### WORK TASK
Beginning at the line containing "assert!(video.as_image().is_none());", output every line to the end of the data below exactly as it appears.

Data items
//! Provider capability boundary
//!
//! A [`GenerationProvider`] is the raw vendor capability: it speaks the
//! vendor's wire format and classifies its failures into
//! [`UpstreamErrorKind`](genmedia_core::UpstreamErrorKind). Everything above
//! it (sanitizing, asset creation, orchestration) is vendor independent.

use async_trait::async_trait;
use bytes::Bytes;
use std::fmt::{Debug, Formatter, Result as FmtResult};

use genmedia_core::models::{
    AspectRatio, ImageModel, ReferenceImage, VideoJob, VideoResolution,
};
use genmedia_core::AppError;

/// One image generation call.
#[derive(Debug, Clone)]
pub struct ImageGenerationRequest {
    pub prompt: String,
    pub model: ImageModel,
    /// Ignored by models that return a single image per call.
    pub count: u32,
    /// Ignored by models without aspect ratio control.
    pub aspect_ratio: AspectRatio,
    pub reference_image: Option<ReferenceImage>,
}

#[derive(Debug, Clone)]
pub struct VideoGenerationRequest {
    pub prompt: String,
    pub aspect_ratio: AspectRatio,
    pub resolution: VideoResolution,
    pub reference_image: Option<ReferenceImage>,
}

/// Media bytes exactly as the provider returned them.
#[derive(Clone)]
pub struct RawMedia {
    pub mime_type: String,
    pub data: Bytes,
}

impl RawMedia {
    pub fn new(mime_type: impl Into<String>, data: impl Into<Bytes>) -> Self {
        Self {
            mime_type: mime_type.into(),
            data: data.into(),
        }
    }
}

impl Debug for RawMedia {
    fn fmt(&self, f: &mut Formatter<'_>) -> FmtResult {
        f.debug_struct("RawMedia")
            .field("mime_type", &self.mime_type)
            .field("bytes", &self.data.len())
            .finish()
    }
}

#[async_trait]
pub trait GenerationProvider: Send + Sync {
    /// Provider name, for logs.
    fn name(&self) -> &str;

    /// Text completion used to rewrite prompts.
    async fn optimize(&self, instruction: &str) -> Result<String, AppError>;

    /// Generate images. An empty list is a valid answer.
    async fn generate_images(
        &self,
        request: &ImageGenerationRequest,
    ) -> Result<Vec<RawMedia>, AppError>;

    /// Start a long-running video generation.
    async fn submit_video(&self, request: &VideoGenerationRequest) -> Result<VideoJob, AppError>;

    /// Refresh the status of a video job.
    async fn poll_video(&self, job: &VideoJob) -> Result<VideoJob, AppError>;

    /// Download a finished video. Failures are `AppError::Fetch`.
    async fn fetch_video_asset(&self, uri: &str) -> Result<RawMedia, AppError>;
}
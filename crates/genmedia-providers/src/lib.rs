//! Genmedia Providers
//!
//! The capability boundary to the hosted generation service
//! ([`GenerationProvider`]), its Gemini implementation, and the
//! [`GenerationClient`] the pipeline talks to.

pub mod client;
pub mod credentials;
pub mod gemini;
pub mod provider;

pub use client::GenerationClient;
pub use credentials::CredentialSelector;
pub use gemini::GeminiProvider;
pub use provider::{GenerationProvider, ImageGenerationRequest, RawMedia, VideoGenerationRequest};
use bytes::Bytes;
use serde::Serialize;
use std::fmt;
use uuid::Uuid;

pub const PNG_MIME_TYPE: &str = "image/png";
pub const MP4_MIME_TYPE: &str = "video/mp4";

/// A generated (and sanitized) image.
#[derive(Clone, PartialEq, Eq, Serialize)]
pub struct ImageAsset {
    pub id: Uuid,
    pub mime_type: String,
    #[serde(skip)]
    pub data: Bytes,
}

impl ImageAsset {
    pub fn png(data: impl Into<Bytes>) -> Self {
        Self {
            id: Uuid::new_v4(),
            mime_type: PNG_MIME_TYPE.to_string(),
            data: data.into(),
        }
    }

    pub fn extension(&self) -> &'static str {
        extension_for(&self.mime_type)
    }
}

impl fmt::Debug for ImageAsset {
    fn fmt(&self, f: &mut fmt::Formatter<'_>) -> fmt::Result {
        f.debug_struct("ImageAsset")
            .field("id", &self.id)
            .field("mime_type", &self.mime_type)
            .field("bytes", &self.data.len())
            .finish()
    }
}

/// A downloaded video. `source_uri` is where the provider published it.
#[derive(Clone, PartialEq, Eq, Serialize)]
pub struct VideoAsset {
    pub id: Uuid,
    pub mime_type: String,
    #[serde(skip)]
    pub data: Bytes,
    pub source_uri: String,
}

impl VideoAsset {
    pub fn new(mime_type: impl Into<String>, data: impl Into<Bytes>, source_uri: impl Into<String>) -> Self {
        Self {
            id: Uuid::new_v4(),
            mime_type: mime_type.into(),
            data: data.into(),
            source_uri: source_uri.into(),
        }
    }

    pub fn extension(&self) -> &'static str {
        extension_for(&self.mime_type)
    }
}

impl fmt::Debug for VideoAsset {
    fn fmt(&self, f: &mut fmt::Formatter<'_>) -> fmt::Result {
        f.debug_struct("VideoAsset")
            .field("id", &self.id)
            .field("mime_type", &self.mime_type)
            .field("bytes", &self.data.len())
            .field("source_uri", &self.source_uri)
            .finish()
    }
}

/// One output of a pipeline run.
#[derive(Debug, Clone, PartialEq, Eq, Serialize)]
#[serde(tag = "type", rename_all = "lowercase")]
pub enum MediaItem {
    Image(ImageAsset),
    Video(VideoAsset),
}

impl MediaItem {
    pub fn id(&self) -> Uuid {
        match self {
            MediaItem::Image(image) => image.id,
            MediaItem::Video(video) => video.id,
        }
    }

    pub fn mime_type(&self) -> &str {
        match self {
            MediaItem::Image(image) => &image.mime_type,
            MediaItem::Video(video) => &video.mime_type,
        }
    }

    pub fn data(&self) -> &Bytes {
        match self {
            MediaItem::Image(image) => &image.data,
            MediaItem::Video(video) => &video.data,
        }
    }

    pub fn as_image(&self) -> Option<&ImageAsset> {
        match self {
            MediaItem::Image(image) => Some(image),
            MediaItem::Video(_) => None,
        }
    }

    pub fn as_video(&self) -> Option<&VideoAsset> {
        match self {
            MediaItem::Video(video) => Some(video),
            MediaItem::Image(_) => None,
        }
    }

    /// Suggested file name, e.g. `image-1.png`.
    pub fn file_name(&self, index: usize) -> String {
        match self {
            MediaItem::Image(image) => format!("image-{}.{}", index + 1, image.extension()),
            MediaItem::Video(video) => format!("video-{}.{}", index + 1, video.extension()),
        }
    }
}

fn extension_for(mime_type: &str) -> &'static str {
    match mime_type {
        "image/png" => "png",
        "image/jpeg" => "jpg",
        "image/webp" => "webp",
        "image/gif" => "gif",
        "video/mp4" => "mp4",
        "video/webm" => "webm",
        _ => "bin",
    }
}

#[cfg(test)]
mod tests {
    use super::*;

    #[test]
    fn test_file_names() {
        let image = MediaItem::Image(ImageAsset::png(vec![0u8; 4]));
        assert_eq!(image.file_name(0), "image-1.png");

        let video = MediaItem::Video(VideoAsset::new(MP4_MIME_TYPE, vec![0u8; 4], "https://x/v"));
        assert_eq!(video.file_name(2), "video-3.mp4");
        assert_eq!(video.as_video().unwrap().source_uri, "https://x/v");
        assert!(video.as_image().is_none());
    }

    #[test]
    fn test_debug_hides_payload() {
        let image = ImageAsset::png(vec![7u8; 1024]);
        let debug = format!("{:?}", image);
        assert!(debug.contains("bytes: 1024"));
        assert!(!debug.contains("7, 7"));
    }

    #[test]
    fn test_serialize_skips_bytes() {
        let item = MediaItem::Image(ImageAsset::png(vec![1u8, 2, 3]));
        let json = serde_json::to_value(&item).unwrap();
        assert_eq!(json["type"], "image");
        assert_eq!(json["mime_type"], "image/png");
        assert!(json.get("data").is_none());
    }
}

### RESPONSE AREA
        assert!(video.as_image().is_none());
    }

    #[test]
    fn test_debug_hides_payload() {
        let image = ImageAsset::png(vec![7u8; 1024]);
        let debug = format!("{:?}", image);
        assert!(debug.contains("bytes: 1024"));
        assert!(!debug.contains("7, 7"));
    }

    #[test]
    fn test_serialize_skips_bytes() {
        let item = MediaItem::Image(ImageAsset::png(vec![1u8, 2, 3]));
        let json = serde_json::to_value(&item).unwrap();
        assert_eq!(json["type"], "image");
        assert_eq!(json["mime_type"], "image/png");
        assert!(json.get("data").is_none());
    }
}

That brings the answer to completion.